Il nous a semblé utile d’aller à la rencontre d’un grand entraîneur dans une discipline qui ne requiert pas les mêmes qualités physiques et mentales que le tennis. Jacques Piasenta, l’ancien coach de Marie‐José Pérec, celui qui l’a amené à la médaille d’or olympique à Barcelone, est un interlocuteur de choix.
Jacques, dans le tennis, beaucoup de spécialistes mettent de côté l’inné, c’est à dire les dispositions liées par exemple à la morphologie pour parvenir à acquérir la culture de la gagne, qu’en pensez‐vous ?
En athlétisme, ce critère est indissociable de la culture de la gagne, car il est évident que le physique et ses qualités sont une part essentielle de la performance. Au tennis, d’autres critères c’est vrai rentrent en jeu. De plus, on est dans un duel contre un seul adversaire, c’est réellement différent.
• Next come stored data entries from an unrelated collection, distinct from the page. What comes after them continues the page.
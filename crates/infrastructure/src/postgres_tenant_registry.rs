use async_trait::async_trait;
use auditrail_application::TenantRegistry;
use auditrail_core::{AppError, AppResult, TenantId};
use auditrail_domain::{TenantDescriptor, normalize_subdomain};
use sqlx::{FromRow, PgPool};
use uuid::Uuid;

/// PostgreSQL-backed tenant registry over `master.tenants`.
#[derive(Clone)]
pub struct PostgresTenantRegistry {
    pool: PgPool,
}

impl PostgresTenantRegistry {
    /// Creates a registry with the provided connection pool.
    #[must_use]
    pub fn new(pool: PgPool) -> Self {
        Self { pool }
    }
}

#[derive(Debug, FromRow)]
struct TenantRow {
    id: Uuid,
    subdomain: String,
    schema_name: String,
    display_name: String,
    is_active: bool,
}

impl TryFrom<TenantRow> for TenantDescriptor {
    type Error = AppError;

    fn try_from(row: TenantRow) -> Result<Self, Self::Error> {
        TenantDescriptor::new(
            TenantId::from_uuid(row.id),
            row.subdomain,
            row.schema_name,
            row.display_name,
            row.is_active,
        )
    }
}

#[async_trait]
impl TenantRegistry for PostgresTenantRegistry {
    async fn load_by_subdomain(&self, subdomain: &str) -> AppResult<Option<TenantDescriptor>> {
        let row = sqlx::query_as::<_, TenantRow>(
            r#"
            SELECT id, subdomain, schema_name, display_name, is_active
            FROM master.tenants
            WHERE lower(subdomain) = $1
                AND deleted_at IS NULL
            "#,
        )
        .bind(normalize_subdomain(subdomain))
        .fetch_optional(&self.pool)
        .await
        .map_err(|error| {
            AppError::Internal(format!(
                "failed to load tenant for subdomain '{subdomain}': {error}"
            ))
        })?;

        row.map(TenantDescriptor::try_from).transpose()
    }

    async fn load_by_id(&self, tenant_id: TenantId) -> AppResult<Option<TenantDescriptor>> {
        let row = sqlx::query_as::<_, TenantRow>(
            r#"
            SELECT id, subdomain, schema_name, display_name, is_active
            FROM master.tenants
            WHERE id = $1
                AND deleted_at IS NULL
            "#,
        )
        .bind(tenant_id.as_uuid())
        .fetch_optional(&self.pool)
        .await
        .map_err(|error| {
            AppError::Internal(format!("failed to load tenant '{tenant_id}': {error}"))
        })?;

        row.map(TenantDescriptor::try_from).transpose()
    }
}
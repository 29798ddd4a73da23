use std::sync::Arc;

use async_trait::async_trait;
use auditrail_core::AppResult;

use crate::audit_ports::AuditRecordRepository;

use super::{AuditEventConsumer, ConsumerRole, QueuedEvent};

/// Appends every queued record to the audit store.
#[derive(Clone)]
pub struct AuditPersistenceConsumer {
    repository: Arc<dyn AuditRecordRepository>,
}

impl AuditPersistenceConsumer {
    /// Creates the consumer.
    #[must_use]
    pub fn new(repository: Arc<dyn AuditRecordRepository>) -> Self {
        Self { repository }
    }
}

#[async_trait]
impl AuditEventConsumer for AuditPersistenceConsumer {
    fn role(&self) -> ConsumerRole {
        ConsumerRole::Persistence
    }

    async fn consume(&self, event: &QueuedEvent) -> AppResult<()> {
        self.repository.append(&event.record).await
    }
}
Quels sont les points communs malgré tout ?
Je dirais l’ambition, l’envie, la passion et la préparation. Ce sont à mon avis les critères qui comptent notamment sur du long terme. En gros, cela va définir votre niveau de compétitivité. Je rajouterais la force supplémentaire qui permet de vous sublimer quand le « combat » devient encore plus difficile.
Ça aussi c’est de l’inné ?
Aimer se faire mal, aimer se surpasser ce n’est pas donné à tout le monde. Je pense en effet que l’on peut avoir cela en soit. Après, suivant les athlètes, le coach peut aussi enseigner cette envie, c’est un travail minutieux, fastidieux et de longue haleine.
C’est ce que vous avez fait avec Marie‐José Pérec ?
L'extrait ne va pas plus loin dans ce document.